Le cristal phononique considéré ici est un composite mixte formé d’un réseau triangulaire de tubes en PVC de 10 cm de diamètre, de longueur 1 m, espacés de 12 cm, et placés dans l’air. Ce cristal a été conçu dans le but de présenter deux caractéristiques dans la gamme des fréquences audibles : deux bandes interdites disjointes (l’une de 1080 à 1610 Hz et l’autre de 2500 à 2960 Hz) séparées par une bande à réfraction négative, avec une focalisation autour de 1700 Hz. Les expériences, réalisées dans l’air, ainsi que les simulations numériques mettent bien en évidence ces deux effets : une transmission très atténuée dans les bandes interdites mais plus forte pour des fréquences autour de 1700 Hz, ce qui peut être associé à un phénomène de focalisation du son.

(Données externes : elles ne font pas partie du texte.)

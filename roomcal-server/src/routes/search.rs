//! Search endpoint

use axum::{
    Json, Router,
    extract::{Query, State},
    routing::get,
};
use chrono::Utc;
use roomcal_core::search::{SearchEngine, SearchOptions, week_start};
use roomcal_core::week::WeekView;
use serde::Deserialize;

use crate::routes::AppError;
use crate::state::AppState;

pub fn router() -> Router<AppState> {
    Router::new().route("/search", get(search))
}

#[derive(Deserialize)]
pub struct SearchParams {
    #[serde(default)]
    pub query: String,
}

/// GET /search?query=... - This week's matching events, bucketed by day
async fn search(
    State(state): State<AppState>,
    Query(params): Query<SearchParams>,
) -> Result<Json<WeekView>, AppError> {
    let config = state.config();
    let monday = week_start(Utc::now(), config.tz()?);
    let options = SearchOptions {
        threshold: config.fuzzy_threshold,
        max_results: config.max_results,
    };

    let store = state.store().await;
    let result = SearchEngine::new(store.records(), monday).filter(&params.query, &options);

    Ok(Json(WeekView::bucket(result, monday)))
}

Des études supplémentaires, numériques et psycho-acoustiques, ont alors été menées afin d’analyser précisément comment le son est perçu par un auditeur lorsqu’il traverse un écran acoustique constitué d’un cristal phononique d’épaisseur finie. Dans un premier temps, une grandeur fréquemment utilisée en perception auditive, la « sonie en tiers d’octave », a été calculée en utilisant les résultats de simulation numérique du champ acoustique obtenus dans trois situations différentes : propagation en champ libre (CL) c’est-à-dire en l’absence de tout obstacle entre la source sonore et l’auditeur, propagation à travers un cristal phononique (CP) d’épaisseur finie et propagation à travers un mur rigide de dimensions identiques à celles du cristal phononique (M). Cette étude numérique montre une diminution importante de la sonie dans la situation (CP) pour des fréquences appartenant aux bandes interdites; une diminution d’un niveau similaire au cas (CP) étant observée dans la situation (M). De plus dans la situation (CP) et pour des fréquences proches de la focalisation, la sonie atteint des valeurs plus importantes que dans les 2 autres cas. Dans un second temps et afin d’étudier si les différences et similarités observées dans la sonie pour les différents schémas de propagation envisagés ((CL), (CP) et (M)) sont perceptibles par des auditeurs « humains », un test d’écoute a été réalisé auprès de 25 volontaires. Ceux-ci ont été exposés à divers stimuli sonores obtenus en convoluant des « bruits tiers d’octave » avec les réponses impulsionnelles calculées dans les situations (CL), (CP) et (M) pour différentes bandes de fréquences. Ces tests d’écoute corroborent l’analyse de la sonie. La situation (CP) conduit bien d’une part à un niveau sonore plus faible, du même ordre que dans le cas (M), pour les fréquences appartenant aux bandes interdites. D’autre part, un niveau sonore plus élevé dans le cas (CP) est ressenti dans la gamme de fréquences de la focalisation, donnant l’illusion à l’auditeur d’avoir une source sonore plus proche de lui.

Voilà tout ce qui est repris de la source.